What would you do? Would you speak your mind? Or would you keep quiet, or even raise your hand to pander to your professor’s beliefs to get those participation points he talked about at the beginning of the semester?
It’s safe to say that in this scenario, our reactions are often determined by our comfort level. If we’re comfortable in a situation, we are much more likely to depart from the norm. For example, if we are having lunch with our friends, or dinner with the family, we are much more likely to speak out against capital punishment or campaign finance reform or American Idol winners, than when we are in a crowded lecture hall.
The college classroom example, however, is especially important since the purpose of college is to actively think critically and exchange independent ideas. The herd mentality that many feel while on campus is counterproductive to the goals of higher education.
So what’s the answer?
Claire Potter, a professor of history and the author of an article in “The Chronicle” which explores this relationship between students and professors, believes the answer might lie in the dining hall. She contends that if students and professors spent more time eating together, idea-exchange in class would naturally arise as a side effect of their increased interaction.

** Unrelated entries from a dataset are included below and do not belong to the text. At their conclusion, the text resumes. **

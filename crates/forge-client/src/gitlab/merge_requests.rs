//! GitLab merge requests.

use std::io::Write;

use forge_http::urlencode;
use forge_json::{EventKind, JsonGen, Stream};
use forge_types::{Comment, Commit, MergeFlags, Pull, PullChecks, PullFilter, SubmitPullOptions};

use crate::error::Result;
use crate::parse::{self, DResult};
use crate::session::Session;

use super::{issues, project_path, repos, user_id};

pub(crate) fn parse_mr(s: &mut Stream<'_>, user_key: &str) -> DResult<Pull> {
    let mut pull = Pull::default();
    s.object(|s, key| {
        match key {
            "iid" => pull.number = s.uint()?,
            "id" => pull.id = s.uint()?,
            "title" => pull.title = s.string()?,
            "description" => pull.body = parse::text(s)?,
            "state" => pull.state = s.string()?,
            "created_at" => pull.created_at = s.string()?,
            "author" => pull.author = s.user(user_key)?,
            "source_branch" => pull.head_label = s.string()?,
            "target_branch" => pull.base_label = s.string()?,
            "sha" => pull.head_sha = parse::text(s)?,
            "user_notes_count" => pull.comments_count = s.int()? as i32,
            "labels" => pull.labels = s.string_array()?,
            "milestone" => pull.milestone = parse::milestone_title(s)?,
            "draft" | "work_in_progress" => pull.draft = s.boolean()?,
            "merge_status" => {
                pull.mergeable = s.string()? == "can_be_merged";
            }
            "reviewers" => pull.reviewers = parse::user_array(s, user_key)?,
            "head_pipeline" => parse_head_pipeline(s, &mut pull)?,
            _ => s.skip_value()?,
        }
        Ok(())
    })?;
    if pull.state == "merged" {
        pull.merged = true;
    }
    Ok(pull)
}

/// Pulls the pipeline id and coverage out of the `head_pipeline` object.
fn parse_head_pipeline(s: &mut Stream<'_>, pull: &mut Pull) -> DResult<()> {
    if s.peek_kind()? == EventKind::Null {
        s.next_event()?;
        return Ok(());
    }
    s.object(|s, key| {
        match key {
            "id" => pull.head_pipeline_id = s.int()?,
            "coverage" => {
                pull.coverage = match s.peek_kind()? {
                    EventKind::Str => Some(s.string()?),
                    EventKind::Num => Some(s.double()?.to_string()),
                    _ => {
                        s.skip_value()?;
                        None
                    }
                };
            }
            _ => s.skip_value()?,
        }
        Ok(())
    })
}

pub(crate) fn search(
    session: &Session<'_>,
    owner: &str,
    repo: &str,
    filter: &PullFilter,
    max: Option<usize>,
) -> Result<Vec<Pull>> {
    let mut params: Vec<String> = Vec::new();
    if !filter.all {
        params.push("state=opened".to_string());
    }
    if let Some(author) = &filter.author {
        params.push(format!("author_username={}", urlencode(author)));
    }
    if let Some(label) = &filter.label {
        params.push(format!("labels={}", urlencode(label)));
    }
    if let Some(milestone) = &filter.milestone {
        params.push(format!("milestone={}", urlencode(milestone)));
    }

    let mut url = format!(
        "{}/projects/{}/merge_requests",
        session.base(),
        project_path(owner, repo),
    );
    if !params.is_empty() {
        url.push('?');
        url.push_str(&params.join("&"));
    }

    let user_key = session.user_key();
    session.list(
        url,
        max,
        |s, items| {
            s.array(|s| {
                items.push(parse_mr(s, user_key)?);
                Ok(())
            })?;
            Ok(())
        },
        None,
    )
}

pub(crate) fn get(session: &Session<'_>, owner: &str, repo: &str, pull: u64) -> Result<Pull> {
    let url = mr_url(session, owner, repo, pull);
    let user_key = session.user_key();
    session.get_parsed(&url, |s| Ok(parse_mr(s, user_key)?))
}

pub(crate) fn download_diff(
    session: &Session<'_>,
    owner: &str,
    repo: &str,
    pull: u64,
    out: &mut dyn Write,
) -> Result<()> {
    let url = format!("{}/raw_diffs", mr_url(session, owner, repo, pull));
    session.download(&url, None, out)
}

pub(crate) fn pipelines(
    session: &Session<'_>,
    owner: &str,
    repo: &str,
    pull: u64,
) -> Result<PullChecks> {
    let url = format!("{}/pipelines", mr_url(session, owner, repo, pull));
    Ok(PullChecks::GitLab(super::pipelines::fetch_pipelines(
        session, url,
    )?))
}

/// Merge flags travel as query parameters on the merge endpoint.
pub(crate) fn merge(
    session: &Session<'_>,
    owner: &str,
    repo: &str,
    pull: u64,
    flags: MergeFlags,
) -> Result<()> {
    let url = format!(
        "{}/merge?squash={}&should_remove_source_branch={}",
        mr_url(session, owner, repo, pull),
        flags.squash,
        flags.delete_source,
    );
    session.send("PUT", &url, Some("{}"))?;
    Ok(())
}

pub(crate) fn state_event(
    session: &Session<'_>,
    owner: &str,
    repo: &str,
    pull: u64,
    event: &str,
) -> Result<()> {
    let url = mr_url(session, owner, repo, pull);
    let mut r#gen = JsonGen::new();
    r#gen.begin_object()?;
    r#gen.objmember("state_event")?;
    r#gen.string(event)?;
    r#gen.end_object()?;

    session.send("PUT", &url, Some(&r#gen.into_string()))?;
    Ok(())
}

/// Opening a merge request needs the numeric target project id; the
/// endpoint does not accept an `owner/name` pair.
pub(crate) fn submit(session: &Session<'_>, opts: &SubmitPullOptions) -> Result<()> {
    let target_id = repos::project_id(session, &opts.owner, &opts.repo)?;

    let url = format!(
        "{}/projects/{}/merge_requests",
        session.base(),
        project_path(&opts.owner, &opts.repo),
    );
    let mut r#gen = JsonGen::new();
    r#gen.begin_object()?;
    r#gen.objmember("source_branch")?;
    r#gen.string(&opts.from)?;
    r#gen.objmember("target_branch")?;
    r#gen.string(&opts.to)?;
    r#gen.objmember("title")?;
    r#gen.string(&opts.title)?;
    r#gen.objmember("description")?;
    r#gen.string(&opts.body)?;
    r#gen.objmember("target_project_id")?;
    r#gen.id(target_id)?;
    r#gen.end_object()?;

    let response = session.send("POST", &url, Some(&r#gen.into_string()))?;

    if opts.reviewers.is_empty() {
        return Ok(());
    }
    let mut stream = Stream::new(&response.body);
    let created = parse_mr(&mut stream, session.user_key())?;
    for reviewer in &opts.reviewers {
        add_reviewer(session, &opts.owner, &opts.repo, created.number, reviewer)?;
    }
    Ok(())
}

pub(crate) fn commits(
    session: &Session<'_>,
    owner: &str,
    repo: &str,
    pull: u64,
) -> Result<Vec<Commit>> {
    let url = format!("{}/commits", mr_url(session, owner, repo, pull));
    session.list(
        url,
        None,
        |s, items| {
            s.array(|s| {
                items.push(parse_commit(s)?);
                Ok(())
            })?;
            Ok(())
        },
        None,
    )
}

fn parse_commit(s: &mut Stream<'_>) -> DResult<Commit> {
    let mut commit = Commit::default();
    s.object(|s, key| {
        match key {
            "id" => commit.long_sha = s.string()?,
            "short_id" => commit.sha = s.string()?,
            "message" => commit.message = s.string()?,
            "author_name" => commit.author = s.string()?,
            "author_email" => commit.email = s.string()?,
            "created_at" => commit.date = s.string()?,
            _ => s.skip_value()?,
        }
        Ok(())
    })?;
    Ok(commit)
}

pub(crate) fn change_labels(
    session: &Session<'_>,
    owner: &str,
    repo: &str,
    pull: u64,
    field: &str,
    labels: &[String],
) -> Result<()> {
    let url = mr_url(session, owner, repo, pull);
    let mut r#gen = JsonGen::new();
    r#gen.begin_object()?;
    r#gen.objmember(field)?;
    r#gen.string(&labels.join(","))?;
    r#gen.end_object()?;

    session.send("PUT", &url, Some(&r#gen.into_string()))?;
    Ok(())
}

pub(crate) fn set_milestone(
    session: &Session<'_>,
    owner: &str,
    repo: &str,
    pull: u64,
    milestone: Option<u64>,
) -> Result<()> {
    let url = mr_url(session, owner, repo, pull);
    let mut r#gen = JsonGen::new();
    r#gen.begin_object()?;
    r#gen.objmember("milestone_id")?;
    match milestone {
        Some(id) => r#gen.id(id)?,
        None => r#gen.null()?,
    }
    r#gen.end_object()?;

    session.send("PUT", &url, Some(&r#gen.into_string()))?;
    Ok(())
}

pub(crate) fn add_reviewer(
    session: &Session<'_>,
    owner: &str,
    repo: &str,
    pull: u64,
    username: &str,
) -> Result<()> {
    let id = user_id(session, username)?;
    let url = mr_url(session, owner, repo, pull);
    let mut r#gen = JsonGen::new();
    r#gen.begin_object()?;
    r#gen.objmember("reviewer_ids")?;
    r#gen.begin_array()?;
    r#gen.id(id)?;
    r#gen.end_array()?;
    r#gen.end_object()?;

    session.send("PUT", &url, Some(&r#gen.into_string()))?;
    Ok(())
}

pub(crate) fn set_title(
    session: &Session<'_>,
    owner: &str,
    repo: &str,
    pull: u64,
    title: &str,
) -> Result<()> {
    let url = mr_url(session, owner, repo, pull);
    let mut r#gen = JsonGen::new();
    r#gen.begin_object()?;
    r#gen.objmember("title")?;
    r#gen.string(title)?;
    r#gen.end_object()?;

    session.send("PUT", &url, Some(&r#gen.into_string()))?;
    Ok(())
}

pub(crate) fn get_comments(
    session: &Session<'_>,
    owner: &str,
    repo: &str,
    pull: u64,
) -> Result<Vec<Comment>> {
    let url = format!("{}/notes", mr_url(session, owner, repo, pull));
    issues::fetch_notes(session, url)
}

fn mr_url(session: &Session<'_>, owner: &str, repo: &str, pull: u64) -> String {
    format!(
        "{}/projects/{}/merge_requests/{}",
        session.base(),
        project_path(owner, repo),
        pull,
    )
}

#[cfg(test)]
mod tests {
    use super::*;
    use pretty_assertions::assert_eq;

    #[test]
    fn parse_merge_request() {
        let json = r#"
        {
          "id": 144031955,
          "iid": 63,
          "title": "Fix table rendering",
          "description": "",
          "state": "merged",
          "created_at": "2022-03-01T10:00:00.000Z",
          "author": { "username": "herrhotzenplotz" },
          "source_branch": "table-fixes",
          "target_branch": "trunk",
          "sha": "deadbeefcafe",
          "user_notes_count": 1,
          "labels": ["bug"],
          "milestone": null,
          "work_in_progress": false,
          "merge_status": "can_be_merged",
          "head_pipeline": { "id": 493841023, "coverage": null }
        }"#;
        let mut s = Stream::new(json);
        let pull = parse_mr(&mut s, "username").unwrap();
        assert_eq!(pull.number, 63);
        assert_eq!(pull.id, 144031955);
        assert_eq!(pull.head_label, "table-fixes");
        assert_eq!(pull.base_label, "trunk");
        assert!(pull.merged);
        assert!(pull.mergeable);
        assert!(!pull.draft);
        assert_eq!(pull.head_pipeline_id, 493841023);
        assert_eq!(pull.coverage, None);
    }

    #[test]
    fn coverage_number_is_formatted() {
        let json = r#"{"iid": 1, "head_pipeline": {"id": 7, "coverage": 93.4}}"#;
        let mut s = Stream::new(json);
        let pull = parse_mr(&mut s, "username").unwrap();
        assert_eq!(pull.coverage.as_deref(), Some("93.4"));
    }
}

This idea of mixing levels of authority over lunch is common in the corporate world as well. Many successful companies like Google have been reported to encourage social interactions among different levels of employees with the specific purpose of increasing idea-exchange. For example, Google’s CEO might have lunch with a mid-level director, a junior associate, and an intern — not with hopes that they might share interesting ideas during lunch, but so that they will feel comfortable enough to share them in the board room later that week.
Learning how to express yourself confidently to a variety of people will help you in school, the work place and with your peers. Even though a time when students and faculty mix in the campus dining hall might be a little ways off, students can do a few things to feel more comfortable with their professors and more confident in sharing independent ideas.
How to Feel More Comfortable With Speaking in Class:
- Use your instructor’s office hours. Not only can you get help with tricky calculus problems, French verb conjugations or finalizing your thesis for a paper, you can develop a relationship that will enhance your classroom experience and critical thinking skills.
- Make sure you’re prepared for the discussion. If you know you’re stuff, you’re much more likely to share your opinions and encourage a thoughtful debate.
- Seek out seminars, classes with low student counts, and interactive instructors and professors. For some students, smaller college classes are more comfortable and less intimidating. And a professor that puts everyone at ease can go a long way in producing excellent discussions.
Do you express your opinion in class even if it’s different from what everyone else has said? What helps you feel confident in voicing your ideas?